FROM THE PAPER > Editorial
The next roundSaturday, 10 Apr, 2010
Prime Minister Yousuf Raza Gilani spoke from the floor of the National Assembly on Thursday after the unanimous approval of the 18th Amendment package, and pledged: “We are not thinking of power, we are thinking about our future generations who could say that [the people’s] representatives of today have given a direction to the nation.”
The remarks were made in the context of suggesting that further constitutional reform is possible if support for those changes is developed.
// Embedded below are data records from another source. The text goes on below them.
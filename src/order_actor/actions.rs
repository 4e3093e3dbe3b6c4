//! Kitchen and counter steps for a placed order.

use crate::model::OrderStatus;

#[derive(Debug, Clone, Copy, PartialEq, Eq)]
pub enum OrderAction {
    StartPreparing,
    /// Also tells the customer the order can be collected.
    MarkReady,
    MarkPickedUp,
}

impl OrderAction {
    /// The status the order ends up in.
    pub fn target(&self) -> OrderStatus {
        match self {
            OrderAction::StartPreparing => OrderStatus::Preparing,
            OrderAction::MarkReady => OrderStatus::Ready,
            OrderAction::MarkPickedUp => OrderStatus::PickedUp,
        }
    }
}

#[derive(Debug, Clone, Copy, PartialEq, Eq)]
pub enum OrderActionResult {
    Advanced { from: OrderStatus, to: OrderStatus },
}
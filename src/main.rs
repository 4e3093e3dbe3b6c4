//! # Canteen demo
//!
//! Starts a canteen and walks one order from cart to pickup, logging each
//! step. Configuration comes from `CANTEEN_CONFIG` (a TOML file) and the
//! `CANTEEN_*` variables; see [`canteen::config`].
//!
//! ```bash
//! RUST_LOG=info cargo run
//! ```

use canteen::config::CanteenConfig;
use canteen::dashboard::DashboardView;
use canteen::lifecycle::{setup_tracing, CanteenSystem};
use canteen::model::{Category, CategoryFilter, NewCartItem, PaymentMethod, Role};
use chrono::Utc;
use std::error::Error;
use tracing::{info, info_span, warn, Instrument};

#[tokio::main]
async fn main() -> Result<(), Box<dyn Error>> {
    setup_tracing();

    let config = CanteenConfig::load()?;
    let system = CanteenSystem::start(config).await?;

    // Customer: fill the cart and pay
    let order_id = async {
        system.session.login(Role::Customer, "student@college.edu");

        let veg = system.menu.by_category(Category::Veg.into()).await?;
        for dish in veg.iter().take(2) {
            system.cart.add_item(NewCartItem::from(dish)).await?;
        }
        if let Some(first) = veg.first() {
            system.cart.add_item(NewCartItem::from(first)).await?;
        }
        info!(
            units = system.cart.item_count().await?,
            total = system.cart.total_price().await?,
            "Cart ready"
        );

        if let Err(e) = system
            .checkout
            .submit_order("", PaymentMethod::Upi, "student@upi")
            .await
        {
            warn!(error = %e, "Checkout refused");
        }

        let order_id = system
            .checkout
            .submit_order("Hostel 4, Room 12", PaymentMethod::Upi, "student@upi")
            .await?;
        info!(order = %order_id, "Order confirmed");
        Ok::<_, Box<dyn Error>>(order_id)
    }
    .instrument(info_span!("customer"))
    .await?;

    // Chef: cook it
    async {
        system.session.login(Role::Chef, "chef@college.edu");
        let dashboard = system.dashboards.load(CategoryFilter::All).await?;
        if let DashboardView::Chef(view) = &dashboard.view {
            for order in &view.active_orders {
                info!(order = %order.id, items = %order.summary(), "In the queue");
            }
        }
        system.orders.start_preparing(order_id).await?;
        system.orders.mark_ready(order_id).await?;
        Ok::<_, Box<dyn Error>>(())
    }
    .instrument(info_span!("chef"))
    .await?;

    // Customer: read the feed and collect
    async {
        system.session.login(Role::Customer, "student@college.edu");
        let now = Utc::now();
        for entry in system.notifications.feed().await? {
            info!(kind = %entry.kind, age = %entry.age(now), "{}", entry.message);
            system.notifications.mark_as_read(entry.id).await?;
        }
        system.orders.mark_picked_up(order_id).await?;
        Ok::<_, Box<dyn Error>>(())
    }
    .instrument(info_span!("pickup"))
    .await?;

    // Manager: the day's takings
    async {
        system.session.login(Role::Manager, "manager@college.edu");
        let dashboard = system.dashboards.load(CategoryFilter::All).await?;
        if let DashboardView::Manager(view) = &dashboard.view {
            for t in &view.sales.transactions {
                info!(order = %t.order_ref, customer = %t.customer, amount = t.amount, status = %t.status, "Transaction");
            }
            info!(
                revenue = view.sales.total_revenue,
                completed = view.sales.completed,
                dishes = view.menu.len(),
                "Sales summary"
            );
        }
        Ok::<_, Box<dyn Error>>(())
    }
    .instrument(info_span!("manager"))
    .await?;

    system.session.logout();
    system.shutdown().await?;
    info!("Demo complete");
    Ok(())
}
The prime minister did not specify what ‘improvements’ he had in mind, so let us suggest at least one: excising from the constitution the so-called Islamic clauses gratuitously inserted by Gen Zia and validated by the 8th Amendment.
Oddly, our parliamentarians didn’t see it fit to address even those of Gen Zia’s clauses that directly impact them: the qualification and disqualification criteria in articles 62 and 63 that have been infused with an ‘Islamic’ spirit. And stranger yet for a federal government formed by a coalition of the country’s most secular parties, the clause dealing with the prime minister’s election has been amended to make only Muslim members of the National Assembly eligible as candidates. True, the oath of office that the prime minister has to take (set out in the third schedule of the constitution) has always made clear that he/she has to be a Muslim and, realistically speaking, there is a remote chance of a non-Muslim candidate emerging for the prime minister’s slot. But it is an odd message to reinforce: don’t bother applying, you are second-class citizens. That is what the government seems to have told the country’s religious minorities.
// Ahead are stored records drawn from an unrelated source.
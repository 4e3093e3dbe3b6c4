//! Error types for the Menu actor.

use crate::error::ValidationError;
use crate::model::Role;
use thiserror::Error;

#[derive(Debug, Clone, Error, PartialEq)]
pub enum MenuError {
    /// The dish was rejected before it reached the menu.
    #[error(transparent)]
    Invalid(#[from] ValidationError),

    #[error("Menu item not found: {0}")]
    NotFound(String),

    /// Menu edits need a signed-in chef or manager.
    #[error("Please log in")]
    NotLoggedIn,

    #[error("The {0} role cannot edit the menu")]
    NotPermitted(Role),

    /// An error occurred while communicating with the actor system.
    #[error("Actor communication error: {0}")]
    ActorCommunicationError(String),
}

impl From<String> for MenuError {
    fn from(msg: String) -> Self {
        MenuError::ActorCommunicationError(msg)
    }
}
//! Dishes on the canteen menu.
//!
//! # Actor Framework
//! Managed by the menu actor; see [`crate::menu_actor`] for the
//! `ActorEntity` implementation and [`crate::clients::MenuClient`] for the API.

use serde::{Deserialize, Serialize};
use std::fmt::Display;
use std::str::FromStr;

/// Type-safe identifier for menu items. Rendered as a bare number, which is
/// also the id a dish carries into the cart.
#[derive(Debug, Clone, Copy, PartialEq, Eq, Hash, PartialOrd, Ord, Serialize, Deserialize)]
pub struct MenuItemId(pub u64);

impl From<u64> for MenuItemId {
    fn from(id: u64) -> Self {
        Self(id)
    }
}

impl Display for MenuItemId {
    fn fmt(&self, f: &mut std::fmt::Formatter<'_>) -> std::fmt::Result {
        write!(f, "{}", self.0)
    }
}

#[derive(Debug, Clone, Copy, PartialEq, Eq, Hash, Serialize, Deserialize)]
pub enum Category {
    Veg,
    #[serde(rename = "Non-Veg")]
    NonVeg,
    Combo,
    Special,
}

impl Category {
    pub const ALL: [Category; 4] = [
        Category::Veg,
        Category::NonVeg,
        Category::Combo,
        Category::Special,
    ];

    pub fn as_str(&self) -> &'static str {
        match self {
            Category::Veg => "Veg",
            Category::NonVeg => "Non-Veg",
            Category::Combo => "Combo",
            Category::Special => "Special",
        }
    }
}

impl Display for Category {
    fn fmt(&self, f: &mut std::fmt::Formatter<'_>) -> std::fmt::Result {
        f.write_str(self.as_str())
    }
}

#[derive(Debug, Clone, PartialEq, Eq, thiserror::Error)]
#[error("Unknown category: {0}")]
pub struct UnknownCategory(pub String);

impl FromStr for Category {
    type Err = UnknownCategory;

    fn from_str(s: &str) -> Result<Self, Self::Err> {
        Category::ALL
            .into_iter()
            .find(|c| c.as_str().eq_ignore_ascii_case(s.trim()))
            .ok_or_else(|| UnknownCategory(s.to_string()))
    }
}

/// The category tabs on the customer menu.
#[derive(Debug, Clone, Copy, PartialEq, Eq, Default)]
pub enum CategoryFilter {
    #[default]
    All,
    Only(Category),
}

impl CategoryFilter {
    pub fn matches(&self, item: &MenuItem) -> bool {
        match self {
            CategoryFilter::All => true,
            CategoryFilter::Only(category) => item.category == *category,
        }
    }
}

impl From<Category> for CategoryFilter {
    fn from(category: Category) -> Self {
        CategoryFilter::Only(category)
    }
}

#[derive(Debug, Clone, PartialEq, Eq, Serialize, Deserialize)]
pub struct MenuItem {
    pub id: MenuItemId,
    pub name: String,
    /// Whole rupees.
    pub price: u64,
    pub category: Category,
    pub image_ref: Option<String>,
}

/// Payload for adding a dish.
#[derive(Debug, Clone, PartialEq, Eq, Serialize, Deserialize)]
pub struct MenuItemCreate {
    pub name: String,
    pub price: u64,
    pub category: Category,
    pub image_ref: Option<String>,
}

impl MenuItemCreate {
    pub fn new(name: impl Into<String>, price: u64, category: Category) -> Self {
        Self {
            name: name.into(),
            price,
            category,
            image_ref: None,
        }
    }

    pub fn with_image(mut self, image_ref: impl Into<String>) -> Self {
        self.image_ref = Some(image_ref.into());
        self
    }
}

// DTOs for menu updates.
#[derive(Debug, Clone, Default, Serialize, Deserialize)]
pub struct MenuItemUpdate {
    pub name: Option<String>,
    pub price: Option<u64>,
    pub category: Option<Category>,
}

/// The dishes the canteen opens with.
pub fn default_catalog() -> Vec<MenuItemCreate> {
    use Category::*;
    [
        ("Paneer Tikka", 180, Veg, "/paneer-tikka.png"),
        ("Masala Dosa", 100, Veg, "/masala-dosa.png"),
        ("Crispy Dosa", 80, Veg, "/crispy-dosa.png"),
        ("Chole Bhature", 120, Veg, "/chole-bhature.jpg"),
        ("Idli", 40, Veg, "/fluffy-idli.png"),
        ("Vada Pav", 60, Veg, "/vada-pav.png"),
        ("Chicken Biryani", 200, NonVeg, "/flavorful-biryani.png"),
        ("Butter Chicken", 250, NonVeg, "/butter-chicken.png"),
        ("Tandoori Chicken", 220, NonVeg, "/tandoori-chicken.png"),
        ("Biryani + Raita Combo", 230, Combo, "/flavorful-biryani.png"),
        ("Meal Combo", 180, Combo, "/pulao.jpg"),
        ("Samosa (3 pcs)", 30, Special, "/crispy-golden-samosas.png"),
        ("Garlic Naan", 50, Special, "/naan-bread.png"),
    ]
    .into_iter()
    .map(|(name, price, category, image)| MenuItemCreate::new(name, price, category).with_image(image))
    .collect()
}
Perhaps the government was afraid that visiting the Islamic clauses issue in this round of constitutional change would have made the whole package controversial and jeopardise the repeal of the 17th Amendment and the enhancement of provincial autonomy — the key demands as we speak. Going forward though this should be less of a concern. If it means taking on the fringe, ultra-conservative elements in politics and society, then so be it. There is something terribly peculiar about the argument that a military general who toppled a government and executed a prime minister before disfiguring the constitution drawn up by the country’s elected representatives could be introducing ‘God’s laws’ which by definition are sacrosanct and untouchable. Gen Zia exploited religion in the most cynical and destructive way possible to prolong his hold on power. Parliament must undo the legacy of Gen Zia, and to do so it must re-examine the Hudood and blasphemy laws too.